### Task requirements
Exactly how many lines in this material contain the string "items"? Reply with the number alone.

### Records for processing
//! Short link management against the `/urls` endpoints

use url::form_urlencoded;
use validator::Validate;

use shortly_protocol::{
    CreateLinkRequest, Link, Page, UpdateLinkRequest, VerifyLinkPasswordRequest,
    VerifyLinkPasswordResponse,
};

use crate::client::ApiClient;
use crate::error::Result;

/// Listing filters for `GET /urls`
#[derive(Debug, Clone, Default)]
pub struct ListLinksQuery {
    pub folder_id: Option<String>,
    pub page: Option<u32>,
    pub limit: Option<u32>,
}

impl ListLinksQuery {
    fn query_string(&self) -> String {
        let mut serializer = form_urlencoded::Serializer::new(String::new());
        if let Some(folder_id) = &self.folder_id {
            serializer.append_pair("folderId", folder_id);
        }
        if let Some(page) = self.page {
            serializer.append_pair("page", &page.to_string());
        }
        if let Some(limit) = self.limit {
            serializer.append_pair("limit", &limit.to_string());
        }

        let query = serializer.finish();
        if query.is_empty() {
            String::new()
        } else {
            format!("?{}", query)
        }
    }
}

/// Link service for CLI commands and embedders
#[derive(Debug, Default)]
pub struct LinkService;

impl LinkService {
    pub fn new() -> Self {
        Self
    }

    /// List links, newest first, optionally scoped to a folder
    pub async fn list(&self, client: &ApiClient, query: &ListLinksQuery) -> Result<Page<Link>> {
        client
            .get(&format!("/urls{}", query.query_string()))
            .await
    }

    /// Shorten a URL
    pub async fn create(&self, client: &ApiClient, request: &CreateLinkRequest) -> Result<Link> {
        request.validate()?;
        client.post("/urls", request).await
    }

    /// Partially update a link
    pub async fn update(
        &self,
        client: &ApiClient,
        id: &str,
        request: &UpdateLinkRequest,
    ) -> Result<Link> {
        client.patch(&format!("/urls/{}", id), request).await
    }

    /// Delete a link
    pub async fn delete(&self, client: &ApiClient, id: &str) -> Result<()> {
        let _: serde_json::Value = client.delete(&format!("/urls/{}", id)).await?;
        Ok(())
    }

    /// Answer the password challenge of a protected short link
    pub async fn verify_password(
        &self,
        client: &ApiClient,
        code: &str,
        password: String,
    ) -> Result<VerifyLinkPasswordResponse> {
        let request = VerifyLinkPasswordRequest { password };
        request.validate()?;
        client
            .post(&format!("/s/{}/verify", code), &request)
            .await
    }
}

#[cfg(test)]
mod tests {
    use super::*;
    use crate::config::ClientConfig;
    use crate::store::{CredentialPair, MemoryStore};
    use std::sync::Arc;
    use serde_json::json;
    use wiremock::matchers::{body_json, method, path, query_param};
    use wiremock::{Mock, MockServer, ResponseTemplate};

    fn client_for(server: &MockServer) -> ApiClient {
        let config = ClientConfig::builder()
            .base_url(server.uri())
            .timeout(5)
            .build()
            .unwrap();
        let store = Arc::new(MemoryStore::with_pair(CredentialPair::new("at", "rt")));
        ApiClient::new(config, store).unwrap()
    }

    fn link_body(id: &str, code: &str) -> serde_json::Value {
        json!({
            "id": id,
            "originalUrl": "https://example.com",
            "shortCode": code,
            "shortUrl": format!("https://sho.rt/{}", code),
            "totalClicks": 0,
            "isActive": true,
            "hasPassword": false,
            "createdAt": "2025-06-01T12:00:00Z"
        })
    }

    #[test]
    fn query_string_is_empty_without_filters() {
        assert_eq!(ListLinksQuery::default().query_string(), "");
    }

    #[test]
    fn query_string_carries_wire_names() {
        let query = ListLinksQuery {
            folder_id: Some("f1".into()),
            page: Some(2),
            limit: Some(10),
        };
        assert_eq!(query.query_string(), "?folderId=f1&page=2&limit=10");
    }

    #[tokio::test]
    async fn list_scopes_to_folder() {
        let server = MockServer::start().await;
        Mock::given(method("GET"))
            .and(path("/urls"))
            .and(query_param("folderId", "f1"))
            .and(query_param("limit", "100"))
            .respond_with(ResponseTemplate::new(200).set_body_json(json!({
                "success": true,
                "data": {
                    "items": [link_body("l1", "abc123")],
                    "meta": {
                        "total": 1, "page": 1, "limit": 100, "totalPages": 1,
                        "hasNextPage": false, "hasPrevPage": false
                    }
                }
            })))
            .expect(1)
            .mount(&server)
            .await;

        let client = client_for(&server);
        let query = ListLinksQuery {
            folder_id: Some("f1".into()),
            limit: Some(100),
            ..ListLinksQuery::default()
        };
        let page = LinkService::new().list(&client, &query).await.unwrap();
        assert_eq!(page.items.len(), 1);
        assert_eq!(page.items[0].short_code, "abc123");
    }

    #[tokio::test]
    async fn create_sends_only_set_fields() {
        let server = MockServer::start().await;
        Mock::given(method("POST"))
            .and(path("/urls"))
            .and(body_json(json!({ "originalUrl": "https://example.com" })))
            .respond_with(
                ResponseTemplate::new(201)
                    .set_body_json(json!({ "data": link_body("l1", "abc123") })),
            )
            .expect(1)
            .mount(&server)
            .await;

        let client = client_for(&server);
        let link = LinkService::new()
            .create(&client, &CreateLinkRequest::new("https://example.com"))
            .await
            .unwrap();
        assert_eq!(link.short_url, "https://sho.rt/abc123");
    }

    #[tokio::test]
    async fn create_rejects_invalid_url_client_side() {
        let server = MockServer::start().await;
        Mock::given(method("POST"))
            .and(path("/urls"))
            .respond_with(ResponseTemplate::new(201))
            .expect(0)
            .mount(&server)
            .await;

        let client = client_for(&server);
        let err = LinkService::new()
            .create(&client, &CreateLinkRequest::new("not a url"))
            .await
            .unwrap_err();
        assert!(err.to_string().contains("Validation"));
    }

    #[tokio::test]
    async fn verify_password_returns_destination() {
        let server = MockServer::start().await;
        Mock::given(method("POST"))
            .and(path("/s/abc123/verify"))
            .and(body_json(json!({ "password": "sesame" })))
            .respond_with(ResponseTemplate::new(200).set_body_json(json!({
                "data": { "originalUrl": "https://example.com/secret" }
            })))
            .mount(&server)
            .await;

        let client = client_for(&server);
        let verified = LinkService::new()
            .verify_password(&client, "abc123", "sesame".into())
            .await
            .unwrap();
        assert_eq!(verified.original_url, "https://example.com/secret");
    }
}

### Solution below
3